• Data provided
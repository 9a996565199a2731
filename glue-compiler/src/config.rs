//! Generator configuration and settings

use crate::backend::BackendFactory;
use serde::{Deserialize, Serialize};
use std::path::{Path, PathBuf};

/// Main generator configuration
#[derive(Debug, Clone, PartialEq, Serialize, Deserialize)]
#[serde(default)]
pub struct GeneratorConfig {
    /// Directories searched for `webidlfile` references
    pub idl_paths: Vec<PathBuf>,
    /// Backend name; when unset the binding's `type` decides
    pub backend: Option<String>,
    /// Dump the loaded WebIDL tree at debug level
    pub dump_webidl: bool,
    pub verbose: bool,
}

impl Default for GeneratorConfig {
    fn default() -> Self {
        Self {
            idl_paths: Vec::new(),
            backend: None,
            dump_webidl: false,
            verbose: false,
        }
    }
}

impl GeneratorConfig {
    /// Load configuration from TOML file
    pub fn from_file(path: &Path) -> Result<Self, ConfigError> {
        let content = std::fs::read_to_string(path).map_err(|e| ConfigError::Io {
            path: path.to_path_buf(),
            error: e,
        })?;

        toml::from_str(&content).map_err(|e| ConfigError::Parse {
            path: path.to_path_buf(),
            error: e,
        })
    }

    /// Save configuration to TOML file
    pub fn to_file(&self, path: &Path) -> Result<(), ConfigError> {
        let content = toml::to_string_pretty(self).map_err(|e| ConfigError::Serialize { error: e })?;

        if let Some(parent) = path.parent().filter(|p| !p.as_os_str().is_empty()) {
            std::fs::create_dir_all(parent).map_err(|e| ConfigError::Io {
                path: parent.to_path_buf(),
                error: e,
            })?;
        }

        std::fs::write(path, content).map_err(|e| ConfigError::Io {
            path: path.to_path_buf(),
            error: e,
        })
    }

    /// Validate configuration
    pub fn validate(&self) -> Result<(), ConfigError> {
        if let Some(backend) = &self.backend {
            if BackendFactory::create_backend(backend).is_none() {
                return Err(ConfigError::Invalid {
                    field: "backend".to_string(),
                    message: format!(
                        "unknown backend {:?}, expected one of {}",
                        backend,
                        BackendFactory::available_backends().join(", ")
                    ),
                });
            }
        }

        if let Some(path) = self.idl_paths.iter().find(|p| p.exists() && !p.is_dir()) {
            return Err(ConfigError::Invalid {
                field: "idl_paths".to_string(),
                message: format!("{} is not a directory", path.display()),
            });
        }

        Ok(())
    }

    /// Merge with another configuration (other takes precedence)
    pub fn merge(&mut self, other: GeneratorConfig) {
        if !other.idl_paths.is_empty() {
            // the other configuration's directories are searched first
            let mut paths = other.idl_paths;
            paths.extend(std::mem::take(&mut self.idl_paths));
            self.idl_paths = paths;
        }
        if other.backend.is_some() {
            self.backend = other.backend;
        }
        if other.dump_webidl {
            self.dump_webidl = true;
        }
        if other.verbose {
            self.verbose = true;
        }
    }
}

/// Configuration errors
#[derive(Debug, thiserror::Error)]
pub enum ConfigError {
    #[error("I/O error for {path:?}: {error}")]
    Io { path: PathBuf, error: std::io::Error },

    #[error("Parse error for {path:?}: {error}")]
    Parse { path: PathBuf, error: toml::de::Error },

    #[error("Serialization error: {error}")]
    Serialize { error: toml::ser::Error },

    #[error("Invalid configuration for {field}: {message}")]
    Invalid { field: String, message: String },
}

/// Predefined configurations
pub mod presets {
    use super::*;

    /// SpiderMonkey bindings against libdom
    pub fn jsapi_libdom() -> GeneratorConfig {
        GeneratorConfig {
            backend: Some("jsapi".to_string()),
            idl_paths: vec![PathBuf::from("webidl")],
            ..GeneratorConfig::default()
        }
    }

    /// Duktape bindings against libdom
    pub fn duktape_libdom() -> GeneratorConfig {
        GeneratorConfig {
            backend: Some("duktape".to_string()),
            idl_paths: vec![PathBuf::from("webidl")],
            ..GeneratorConfig::default()
        }
    }
}

#[cfg(test)]
mod tests {
    use super::*;
    use tempfile::TempDir;

    #[test]
    fn test_default_config() {
        let config = GeneratorConfig::default();
        assert!(config.idl_paths.is_empty());
        assert_eq!(config.backend, None);
        assert!(!config.verbose);
        assert!(config.validate().is_ok());
    }

    #[test]
    fn test_config_validation() {
        let mut config = GeneratorConfig::default();
        config.backend = Some("v8".to_string());
        assert!(matches!(config.validate(), Err(ConfigError::Invalid { ref field, .. }) if field == "backend"));

        config.backend = Some("duktape".to_string());
        assert!(config.validate().is_ok());

        let temp_dir = TempDir::new().unwrap();
        let file = temp_dir.path().join("not-a-dir.idl");
        std::fs::write(&file, "").unwrap();
        config.idl_paths = vec![file];
        assert!(matches!(config.validate(), Err(ConfigError::Invalid { ref field, .. }) if field == "idl_paths"));
    }

    #[test]
    fn test_config_file_roundtrip() {
        let temp_dir = TempDir::new().unwrap();
        let config_path = temp_dir.path().join("nested").join("glue.toml");

        let mut config = presets::duktape_libdom();
        config.dump_webidl = true;

        config.to_file(&config_path).unwrap();
        let loaded_config = GeneratorConfig::from_file(&config_path).unwrap();
        assert_eq!(config, loaded_config);
    }

    #[test]
    fn test_partial_file_uses_defaults() {
        let temp_dir = TempDir::new().unwrap();
        let config_path = temp_dir.path().join("glue.toml");
        std::fs::write(&config_path, "idl_paths = [\"idl\"]\n").unwrap();

        let config = GeneratorConfig::from_file(&config_path).unwrap();
        assert_eq!(config.idl_paths, vec![PathBuf::from("idl")]);
        assert_eq!(config.backend, None);
    }

    #[test]
    fn test_bad_files() {
        let temp_dir = TempDir::new().unwrap();
        let config_path = temp_dir.path().join("glue.toml");
        assert!(matches!(GeneratorConfig::from_file(&config_path), Err(ConfigError::Io { .. })));

        std::fs::write(&config_path, "verbose = \"very\"").unwrap();
        assert!(matches!(GeneratorConfig::from_file(&config_path), Err(ConfigError::Parse { .. })));
    }

    #[test]
    fn test_config_merge() {
        let mut base_config = presets::jsapi_libdom();

        let mut override_config = GeneratorConfig::default();
        override_config.idl_paths = vec![PathBuf::from("local")];
        override_config.verbose = true;

        base_config.merge(override_config);

        assert!(base_config.verbose);
        assert_eq!(base_config.backend.as_deref(), Some("jsapi"));
        assert_eq!(
            base_config.idl_paths,
            vec![PathBuf::from("local"), PathBuf::from("webidl")]
        );
    }
}
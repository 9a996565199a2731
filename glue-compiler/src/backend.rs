//! Abstract backend interface for binding emission

use crate::binding::BindingSource;
use crate::resolve::ResolveError;
use glue_parser::{query::for_each, AstError, NodeKind};
use std::io::Write;

/// Emission errors
#[derive(Debug, thiserror::Error)]
pub enum EmitError {
    #[error("I/O error: {0}")]
    Io(#[from] std::io::Error),

    #[error(transparent)]
    Resolve(#[from] ResolveError),

    #[error("missing {kind} node in {context}")]
    MissingNode {
        kind: NodeKind,
        context: &'static str,
    },

    #[error(transparent)]
    Ast(#[from] AstError),
}

pub type Result<T> = std::result::Result<T, EmitError>;

/// Scripting engine a backend emits for
#[derive(Debug, Clone, PartialEq, Eq)]
pub struct BackendTarget {
    pub name: &'static str,
    /// `type` value of a binding block that selects this backend
    pub binding_type: &'static str,
    pub engine: &'static str,
    pub file_extension: &'static str,
}

/// Emission passes, one per section of the generated file
///
/// The pipeline calls these in a fixed order against one sink; each pass
/// only appends.
pub trait BindingBackend {
    fn target_info(&self) -> BackendTarget;

    fn name(&self) -> &'static str {
        self.target_info().name
    }

    /// Banner comment plus every `hdrcomment` string, in order
    fn header_comment(&self, out: &mut dyn Write, source: &BindingSource) -> Result<()> {
        write!(out, "/* Generated by {}", utils::GENERATOR)?;
        for_each(source.binding_ast(), NodeKind::HdrComment, |comment| -> Result<()> {
            for_each(comment.subnode()?, NodeKind::String, |line| -> Result<()> {
                write!(out, "\n * {}", line.text()?)?;
                Ok(())
            })
        })?;
        write!(out, "\n */\n\n")?;
        Ok(())
    }

    /// Every preamble block copied verbatim
    fn preamble(&self, out: &mut dyn Write, source: &BindingSource) -> Result<()> {
        for_each(source.binding_ast(), NodeKind::Preamble, |preamble| -> Result<()> {
            out.write_all(preamble.text()?.as_bytes())?;
            Ok(())
        })?;
        write!(out, "\n\n")?;
        Ok(())
    }

    fn private_declaration(&self, out: &mut dyn Write, source: &BindingSource) -> Result<()>;

    fn class_descriptor(&self, out: &mut dyn Write, source: &BindingSource) -> Result<()>;

    fn operator_bodies(&self, out: &mut dyn Write, source: &BindingSource) -> Result<()>;

    fn property_bodies(&self, out: &mut dyn Write, source: &BindingSource) -> Result<()>;

    fn function_spec(&self, out: &mut dyn Write, source: &BindingSource) -> Result<()>;

    fn property_spec(&self, out: &mut dyn Write, source: &BindingSource) -> Result<()>;

    fn constructors(&self, out: &mut dyn Write, source: &BindingSource) -> Result<()>;
}

/// Factory for creating backend instances
pub struct BackendFactory;

impl BackendFactory {
    /// Create a backend by name
    pub fn create_backend(name: &str) -> Option<Box<dyn BindingBackend>> {
        match name {
            "jsapi" | "spidermonkey" => Some(Box::new(crate::jsapi::JsapiBackend::new())),
            "duktape" | "duk" => Some(Box::new(crate::duktape::DuktapeBackend::new())),
            _ => None,
        }
    }

    /// Backend selected by a binding block's `type`
    pub fn for_binding_type(binding_type: &str) -> Option<Box<dyn BindingBackend>> {
        Self::available_backends()
            .into_iter()
            .filter_map(Self::create_backend)
            .find(|backend| backend.target_info().binding_type == binding_type)
    }

    /// List all available backends
    pub fn available_backends() -> Vec<&'static str> {
        vec!["jsapi", "duktape"]
    }
}

/// Helpers shared by the backends
pub mod utils {
    use crate::binding::PrivateField;

    pub const GENERATOR: &str = concat!("glue ", env!("CARGO_PKG_VERSION"));

    /// `ctype ident`, inserting a space unless the type already ends in one or in `*`
    pub fn c_declaration(field: &PrivateField<'_>) -> String {
        if field.ctype.ends_with('*') || field.ctype.ends_with(' ') {
            format!("{}{}", field.ctype, field.ident)
        } else {
            format!("{} {}", field.ctype, field.ident)
        }
    }

    /// Escape a WebIDL name for use as one part of a composed C symbol
    ///
    /// `_` becomes `_1` and any other character outside `[A-Za-z0-9]`
    /// becomes `_0` plus four hex digits, so escaped parts never contain
    /// `__` and joining them with `_` cannot make two different name
    /// sequences collide.
    pub fn mangle(name: &str) -> String {
        let mut out = String::with_capacity(name.len());
        for c in name.chars() {
            match c {
                'A'..='Z' | 'a'..='z' | '0'..='9' => out.push(c),
                '_' => out.push_str("_1"),
                other => {
                    for unit in other.encode_utf16(&mut [0; 2]) {
                        out.push_str(&format!("_0{:04x}", unit));
                    }
                }
            }
        }
        out
    }

    /// `prefix_part1_part2...` with every part escaped by [`mangle`]
    pub fn symbol(prefix: &str, parts: &[&str]) -> String {
        let mut out = prefix.to_string();
        for part in parts {
            out.push('_');
            out.push_str(&mangle(part));
        }
        out
    }

    /// Make a WebIDL name usable inside a C identifier
    pub fn c_identifier(name: &str) -> String {
        name.chars()
            .map(|c| if c.is_ascii_alphanumeric() || c == '_' { c } else { '_' })
            .collect()
    }
}

#[cfg(test)]
mod tests {
    use super::*;
    use crate::binding::PrivateField;
    use glue_parser::parse_binding;

    fn source(text: &str) -> BindingSource {
        BindingSource::new(parse_binding(text).unwrap(), None).unwrap()
    }

    fn emit(pass: impl Fn(&dyn BindingBackend, &mut dyn Write, &BindingSource) -> Result<()>, text: &str) -> String {
        let backend = BackendFactory::create_backend("jsapi").unwrap();
        let mut out = Vec::new();
        pass(backend.as_ref(), &mut out, &source(text)).unwrap();
        String::from_utf8(out).unwrap()
    }

    #[test]
    fn test_factory() {
        for name in BackendFactory::available_backends() {
            assert_eq!(BackendFactory::create_backend(name).unwrap().name(), name);
        }
        assert_eq!(BackendFactory::create_backend("spidermonkey").unwrap().name(), "jsapi");
        assert!(BackendFactory::create_backend("v8").is_none());

        assert_eq!(BackendFactory::for_binding_type("js_libdom").unwrap().name(), "jsapi");
        assert_eq!(BackendFactory::for_binding_type("duk_libdom").unwrap().name(), "duktape");
        assert!(BackendFactory::for_binding_type("lua").is_none());
    }

    #[test]
    fn test_header_comment_lists_strings_in_order() {
        let text = emit(
            |b, out, s| b.header_comment(out, s),
            r#"hdrcomment "one" "two"; hdrcomment "three"; binding b { interface B; }"#,
        );
        assert_eq!(
            text,
            format!("/* Generated by {}\n * one\n * two\n * three\n */\n\n", utils::GENERATOR)
        );
    }

    #[test]
    fn test_header_comment_without_strings() {
        let text = emit(|b, out, s| b.header_comment(out, s), "binding b { interface B; }");
        assert_eq!(text, format!("/* Generated by {}\n */\n\n", utils::GENERATOR));
    }

    #[test]
    fn test_preambles_are_verbatim_and_ordered() {
        let text = emit(
            |b, out, s| b.preamble(out, s),
            "preamble %{#include <a.h>\n%} preamble %{#include <b.h>\n%}; binding b { interface B; }",
        );
        assert_eq!(text, "#include <a.h>\n#include <b.h>\n\n\n");
    }

    #[test]
    fn test_c_declaration_spacing() {
        let field = |ctype| PrivateField { ctype, ident: "x" };
        assert_eq!(utils::c_declaration(&field("int")), "int x");
        assert_eq!(utils::c_declaration(&field("int ")), "int x");
        assert_eq!(utils::c_declaration(&field("char *")), "char *x");
        assert_eq!(utils::c_declaration(&field("char*")), "char*x");
    }

    #[test]
    fn test_symbols_do_not_collide() {
        assert_eq!(utils::symbol("dukky", &["Window", "alert"]), "dukky_Window_alert");
        assert_ne!(
            utils::symbol("dukky", &["A_b", "c"]),
            utils::symbol("dukky", &["A", "b_c"])
        );
        assert_ne!(
            utils::symbol("dukky", &["A", "_destructor"]),
            utils::symbol("dukky", &["A_", "destructor"])
        );
        assert_eq!(utils::mangle("aria-label"), "aria_0002dlabel");
        assert_eq!(utils::mangle("on_load"), "on_1load");
    }

    #[test]
    fn test_c_identifier() {
        assert_eq!(utils::c_identifier("aria-label"), "aria_label");
        assert_eq!(utils::c_identifier("onclick"), "onclick");
    }
}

• Brief
The reply should consist solely of the number of lines in the records that include "engine".

• Answer box
2